If we would all just go outside and look around, our walls would not seem as closed in when we return to them. My husband remembers being in the hospital years ago for an extended period, forbidden to leave his room. When he was released he said the world seemed so vast and unmanageable; he'd gotten so used to the small parameters of his room day after day that anything larger made him off-kilter. It must be the same for released prisoners; the bars are your boundaries, and anything larger can’t be comprehended right away. But we are not prisoners or hospital patients; all we have to do is step outside, or even look out a window. The sky is always there.

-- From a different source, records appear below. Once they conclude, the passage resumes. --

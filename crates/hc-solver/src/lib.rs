//! Loop-by-loop (Hardy-Cross) solver for closed pipe networks.
//!
//! The unknowns are pipe flows. Each loop's head-loss imbalance is turned
//! into a single flow correction, pipes shared by two loops are reconciled,
//! and the corrected flows are committed as a new state. Iteration stops when
//! every correction is below a tolerance or an iteration cap is reached.

pub mod balance;
pub mod corrector;
pub mod error;
pub mod problem;
pub mod reconcile;
pub mod solve;
pub mod state;

pub use balance::{JunctionBalance, junction_balances, loop_residuals, max_imbalance};
pub use corrector::{LoopCorrection, all_corrections, loop_correction};
pub use error::{SolverError, SolverResult};
pub use problem::HardyCrossProblem;
pub use reconcile::{Reconciliation, reconcile};
pub use solve::{
    HardyCrossConfig, IterationRecord, Solution, SolveStatus, solve, solve_with_observer, step,
};
pub use state::FlowState;
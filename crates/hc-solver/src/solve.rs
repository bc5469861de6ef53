//! Hardy-Cross driver: iterate loop corrections until they vanish.
//!
//! Each iteration:
//! 1. computes every loop's correction against the committed flow state
//! 2. reconciles shared pipes into one new state
//! 3. commits that state
//! 4. stops when every |Δ| is below the tolerance, or when the iteration cap
//!    is reached
//!
//! Hitting the cap is reported as [`SolveStatus::Exhausted`] with the last
//! state, never as an error and never as convergence. A loop whose
//! correction overflowed never counts as within tolerance.

use hc_core::{LoopId, Real};
use tracing::{debug, info, warn};

use crate::balance::{junction_balances, max_imbalance};
use crate::corrector::{LoopCorrection, all_corrections};
use crate::error::{SolverError, SolverResult};
use crate::problem::HardyCrossProblem;
use crate::reconcile::{Reconciliation, reconcile};
use crate::state::FlowState;

/// Hardy-Cross solver configuration.
#[derive(Debug, Clone, Copy, PartialEq)]
pub struct HardyCrossConfig {
    /// Maximum iterations
    pub max_iterations: usize,
    /// Converged once every loop's |Δ| is below this (cfs)
    pub tolerance: Real,
    /// Shared-pipe merge rule
    pub reconciliation: Reconciliation,
}

impl Default for HardyCrossConfig {
    fn default() -> Self {
        Self {
            max_iterations: 100,
            tolerance: 0.01,
            reconciliation: Reconciliation::Average,
        }
    }
}

impl HardyCrossConfig {
    pub fn validate(&self) -> SolverResult<()> {
        if self.max_iterations == 0 {
            return Err(SolverError::InvalidConfig {
                what: "max_iterations must be at least 1".to_string(),
            });
        }
        if !(self.tolerance.is_finite() && self.tolerance > 0.0) {
            return Err(SolverError::InvalidConfig {
                what: format!("tolerance must be finite and > 0, got {}", self.tolerance),
            });
        }
        Ok(())
    }
}

/// Terminal state of a solve.
#[derive(Debug, Clone, Copy, PartialEq, Eq)]
pub enum SolveStatus {
    /// Every loop correction fell below the tolerance.
    Converged,
    /// The iteration cap was reached first.
    Exhausted,
}

/// What happened in one iteration.
#[derive(Debug, Clone, PartialEq)]
pub struct IterationRecord {
    /// 1-based iteration number.
    pub iteration: usize,
    /// One entry per loop, in loop order.
    pub corrections: Vec<LoopCorrection>,
}

impl IterationRecord {
    pub fn max_abs_delta(&self) -> Real {
        self.corrections
            .iter()
            .map(|c| c.delta.abs())
            .fold(0.0, Real::max)
    }

    pub fn within(&self, tolerance: Real) -> bool {
        self.corrections
            .iter()
            .all(|c| !c.non_finite && c.delta.abs() < tolerance)
    }

    pub fn degenerate_loops(&self) -> Vec<LoopId> {
        self.corrections
            .iter()
            .filter(|c| c.degenerate)
            .map(|c| c.loop_id)
            .collect()
    }
}

/// Outcome of a solve.
#[derive(Debug, Clone)]
pub struct Solution {
    pub status: SolveStatus,
    /// Iterations performed (including the one that met the tolerance).
    pub iterations: usize,
    /// Final committed flows.
    pub flows: FlowState,
    /// Corrections from the last iteration.
    pub last_corrections: Vec<LoopCorrection>,
    /// Largest junction continuity residual of `flows` (cfs).
    pub junction_imbalance: Real,
}

impl Solution {
    pub fn is_converged(&self) -> bool {
        self.status == SolveStatus::Converged
    }

    /// Loops whose last correction was forced to zero.
    pub fn degenerate_loops(&self) -> Vec<LoopId> {
        self.last_corrections
            .iter()
            .filter(|c| c.degenerate)
            .map(|c| c.loop_id)
            .collect()
    }
}

/// Run one Hardy-Cross iteration, returning the next state and its record.
///
/// `flows` is not modified.
pub fn step(
    problem: &HardyCrossProblem<'_>,
    flows: &FlowState,
    reconciliation: Reconciliation,
    iteration: usize,
) -> SolverResult<(FlowState, IterationRecord)> {
    let corrections = all_corrections(problem, flows)?;
    let next = reconcile(problem.network, flows, &corrections, reconciliation)?;
    Ok((
        next,
        IterationRecord {
            iteration,
            corrections,
        },
    ))
}

/// Solve a network from `initial` flows.
pub fn solve(
    problem: &HardyCrossProblem<'_>,
    initial: FlowState,
    config: &HardyCrossConfig,
) -> SolverResult<Solution> {
    solve_with_observer(problem, initial, config, &mut |_| {})
}

/// Like [`solve`], calling `observer` after every committed iteration.
pub fn solve_with_observer(
    problem: &HardyCrossProblem<'_>,
    initial: FlowState,
    config: &HardyCrossConfig,
    observer: &mut dyn FnMut(&IterationRecord),
) -> SolverResult<Solution> {
    config.validate()?;
    problem.validate()?;
    initial.ensure_matches(problem.network)?;

    let mut flows = initial;
    let mut last_corrections = Vec::new();

    for iteration in 1..=config.max_iterations {
        let (next, record) = step(problem, &flows, config.reconciliation, iteration)?;
        flows = next;

        for loop_id in record.degenerate_loops() {
            warn!(
                iteration,
                loop_id = %loop_id,
                "degenerate loop: slope sum is zero, correction set to 0"
            );
        }
        for c in record.corrections.iter().filter(|c| c.non_finite) {
            warn!(
                iteration,
                loop_id = %c.loop_id,
                "loop correction overflowed, correction set to 0"
            );
        }
        debug!(
            iteration,
            max_delta = record.max_abs_delta(),
            deltas = ?record.corrections.iter().map(|c| c.delta).collect::<Vec<_>>(),
            "hardy-cross iteration"
        );
        observer(&record);

        let converged = record.within(config.tolerance);
        last_corrections = record.corrections;

        if converged {
            info!(iterations = iteration, "hardy-cross converged");
            let junction_imbalance = max_imbalance(&junction_balances(problem.network, &flows)?);
            if junction_imbalance > config.tolerance {
                warn!(
                    junction_imbalance,
                    tolerance = config.tolerance,
                    reconciliation = ?config.reconciliation,
                    "converged flows do not conserve mass at every junction"
                );
            }
            return Ok(Solution {
                status: SolveStatus::Converged,
                iterations: iteration,
                flows,
                last_corrections,
                junction_imbalance,
            });
        }
    }

    warn!(
        max_iterations = config.max_iterations,
        tolerance = config.tolerance,
        "hardy-cross did not converge"
    );
    let junction_imbalance = max_imbalance(&junction_balances(problem.network, &flows)?);
    Ok(Solution {
        status: SolveStatus::Exhausted,
        iterations: config.max_iterations,
        flows,
        last_corrections,
        junction_imbalance,
    })
}

#[cfg(test)]
mod tests {
    use super::*;

    #[test]
    fn default_config() {
        let cfg = HardyCrossConfig::default();
        assert_eq!(cfg.max_iterations, 100);
        assert_eq!(cfg.tolerance, 0.01);
        assert_eq!(cfg.reconciliation, Reconciliation::Average);
        assert!(cfg.validate().is_ok());
    }

    #[test]
    fn rejects_bad_config() {
        let zero_cap = HardyCrossConfig {
            max_iterations: 0,
            ..Default::default()
        };
        assert!(zero_cap.validate().is_err());

        let bad_tol = HardyCrossConfig {
            tolerance: -1.0,
            ..Default::default()
        };
        assert!(bad_tol.validate().is_err());

        let nan_tol = HardyCrossConfig {
            tolerance: Real::NAN,
            ..Default::default()
        };
        assert!(nan_tol.validate().is_err());
    }

    fn correction(delta: Real, non_finite: bool) -> LoopCorrection {
        LoopCorrection {
            loop_id: LoopId::from_index(0),
            delta,
            head_loss_sum: 0.0,
            slope_sum: 0.0,
            zero_flow_pipes: Vec::new(),
            degenerate: false,
            non_finite,
        }
    }

    #[test]
    fn overflowed_correction_is_never_within_tolerance() {
        let finite = IterationRecord {
            iteration: 1,
            corrections: vec![correction(0.0, false)],
        };
        assert!(finite.within(0.01));

        let overflowed = IterationRecord {
            iteration: 1,
            corrections: vec![correction(0.0, true)],
        };
        assert!(!overflowed.within(0.01));
    }
}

Exploring the natural world is how I began as a photographer; we all did. Now, with the temporary depopulation of the human world, I’ve begun to see differently; I've enhanced these photos so that they shimmer with the new eyes I’ve found during this enforced isolation. A kind of jousting with color, light, fundamentals of form and composition, and always with beauty, to pare away old reflexes and penetrate to what’s important, essential. How did the Japanese masters see the world? I am trying to find out and see it that way too, through a purposeful delicacy of vision and of hand, corresponding to the vulnerability that's invaded our lives.

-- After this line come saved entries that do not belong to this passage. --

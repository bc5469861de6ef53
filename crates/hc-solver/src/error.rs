//! Error types for solver operations.

use hc_components::ComponentError;
use hc_core::error::HcError;
use hc_network::NetworkError;
use thiserror::Error;

/// Errors that stop a solve before or during iteration.
///
/// Running out of iterations is not an error; it is reported through
/// [`SolveStatus::Exhausted`](crate::SolveStatus::Exhausted).
#[derive(Error, Debug)]
pub enum SolverError {
    #[error("Problem setup error: {what}")]
    ProblemSetup { what: String },

    #[error("Invalid configuration: {what}")]
    InvalidConfig { what: String },

    #[error("Component error: {0}")]
    Component(#[from] ComponentError),

    #[error("Network error: {0}")]
    Network(#[from] NetworkError),

    #[error("Numeric error: {0}")]
    Numeric(#[from] HcError),
}

pub type SolverResult<T> = Result<T, SolverError>;
use hc_project::ProjectError;
use hc_solver::SolverError;

#[derive(thiserror::Error, Debug)]
pub enum CliError {
    #[error("Project error: {0}")]
    Project(#[from] ProjectError),

    #[error("Solver error: {0}")]
    Solver(#[from] SolverError),

    #[error("Invalid argument: {0}")]
    Argument(String),

    #[error("JSON error: {0}")]
    Json(#[from] serde_json::Error),

    #[error("Did not converge within {iterations} iterations")]
    NotConverged { iterations: usize },
}

pub type CliResult<T> = Result<T, CliError>;
//! Printable and serializable view of a finished solve.

use hc_components::HeadLossModel;
use hc_core::{JunctionId, Real};
use hc_project::SolverInputs;
use hc_solver::{
    HardyCrossProblem, Solution, SolveStatus, SolverError, SolverResult, junction_balances,
    loop_residuals,
};
use serde::Serialize;

#[derive(Debug, Serialize)]
pub struct SolveReport {
    pub name: String,
    pub status: &'static str,
    pub iterations: usize,
    pub reconciliation: &'static str,
    pub tolerance: Real,
    pub pipes: Vec<PipeRow>,
    pub loops: Vec<LoopRow>,
    pub junctions: Vec<JunctionRow>,
    pub max_imbalance_cfs: Real,
}

#[derive(Debug, Serialize)]
pub struct PipeRow {
    pub id: String,
    pub from: String,
    pub to: String,
    pub flow_cfs: Real,
    pub head_loss_ft: Real,
}

#[derive(Debug, Serialize)]
pub struct LoopRow {
    pub id: String,
    pub last_correction_cfs: Real,
    pub head_loss_sum_ft: Real,
    pub degenerate: bool,
    pub non_finite: bool,
}

#[derive(Debug, Serialize)]
pub struct JunctionRow {
    pub id: String,
    pub inflow_cfs: Real,
    pub outflow_cfs: Real,
    pub demand_cfs: Real,
    pub residual_cfs: Real,
}

impl SolveReport {
    pub fn new(
        name: &str,
        inputs: &SolverInputs,
        problem: &HardyCrossProblem<'_>,
        solution: &Solution,
    ) -> SolverResult<Self> {
        let network = &inputs.network;
        let junction_name = |id: JunctionId| {
            network
                .junction(id)
                .map(|j| j.name.clone())
                .unwrap_or_default()
        };

        let pipes = network
            .pipes()
            .iter()
            .zip(&inputs.models)
            .map(|(pipe, model)| {
                let q = solution
                    .flows
                    .get(pipe.id)
                    .ok_or_else(|| SolverError::ProblemSetup {
                        what: format!("no flow for pipe '{}' in solution", pipe.name),
                    })?;
                Ok(PipeRow {
                    id: pipe.name.clone(),
                    from: junction_name(pipe.from),
                    to: junction_name(pipe.to),
                    flow_cfs: q,
                    head_loss_ft: model.head_loss(q),
                })
            })
            .collect::<SolverResult<Vec<_>>>()?;

        let residuals = loop_residuals(problem, &solution.flows)?;
        let loops = network
            .loops()
            .iter()
            .zip(residuals)
            .map(|(lp, (_, head_loss_sum_ft))| {
                let last = solution.last_corrections.iter().find(|c| c.loop_id == lp.id);
                LoopRow {
                    id: lp.name.clone(),
                    last_correction_cfs: last.map_or(0.0, |c| c.delta),
                    head_loss_sum_ft,
                    degenerate: last.is_some_and(|c| c.degenerate),
                    non_finite: last.is_some_and(|c| c.non_finite),
                }
            })
            .collect();

        let balances = junction_balances(network, &solution.flows)?;
        let junctions = balances
            .into_iter()
            .map(|b| JunctionRow {
                id: junction_name(b.junction),
                inflow_cfs: b.inflow,
                outflow_cfs: b.outflow,
                demand_cfs: b.demand,
                residual_cfs: b.residual,
            })
            .collect();

        Ok(Self {
            name: name.to_string(),
            status: match solution.status {
                SolveStatus::Converged => "converged",
                SolveStatus::Exhausted => "exhausted",
            },
            iterations: solution.iterations,
            reconciliation: inputs.config.reconciliation.as_str(),
            tolerance: inputs.config.tolerance,
            pipes,
            loops,
            junctions,
            max_imbalance_cfs: solution.junction_imbalance,
        })
    }

    pub fn print_table(&self) {
        println!("Project: {}", self.name);
        println!(
            "Status: {} after {} iteration(s) (tolerance {}, {} reconciliation)",
            self.status, self.iterations, self.tolerance, self.reconciliation
        );

        println!("\nPipes:");
        println!("  {:<8} {:>6} {:>6} {:>12} {:>14}", "id", "from", "to", "flow (cfs)", "head loss (ft)");
        for p in &self.pipes {
            println!(
                "  {:<8} {:>6} {:>6} {:>12.4} {:>14.3e}",
                p.id, p.from, p.to, p.flow_cfs, p.head_loss_ft
            );
        }

        println!("\nLoops:");
        println!("  {:<8} {:>14} {:>16}", "id", "last Δ (cfs)", "Σ head loss (ft)");
        for l in &self.loops {
            let flag = if l.non_finite {
                "  (overflow)"
            } else if l.degenerate {
                "  (degenerate)"
            } else {
                ""
            };
            println!(
                "  {:<8} {:>14.6} {:>16.3e}{}",
                l.id, l.last_correction_cfs, l.head_loss_sum_ft, flag
            );
        }

        println!("\nJunctions:");
        println!(
            "  {:<8} {:>10} {:>10} {:>10} {:>12}",
            "id", "in (cfs)", "out (cfs)", "demand", "residual"
        );
        for j in &self.junctions {
            println!(
                "  {:<8} {:>10.4} {:>10.4} {:>10.4} {:>12.3e}",
                j.id, j.inflow_cfs, j.outflow_cfs, j.demand_cfs, j.residual_cfs
            );
        }
        println!("  max |residual|: {:.3e} cfs", self.max_imbalance_cfs);
    }
}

I took some of these photos in late March (2020), early in the shutdown. I got in the car one day and drove to my favorite peaceful spot, the original Shaker settlement founded by Ann Lee, about 20 minutes from where I live, next to the airport (that day only a few planes were flying, so it was even quiet). Along with some of the original buildings, there are trails through the woods and a pond that in the summer is overgrown with waterlilies. Other photos were taken at the site in different years, and still others taken in different locations in eastern New York and the Mohawk Valley. I don’t say that these photos are all successful, and you may find some less compelling than others. But they're a record of my ongoing process during this time using my “new eyes.” Rumi calls them something a little wiser: “Walk instead with the other vision given you, your first eyes.”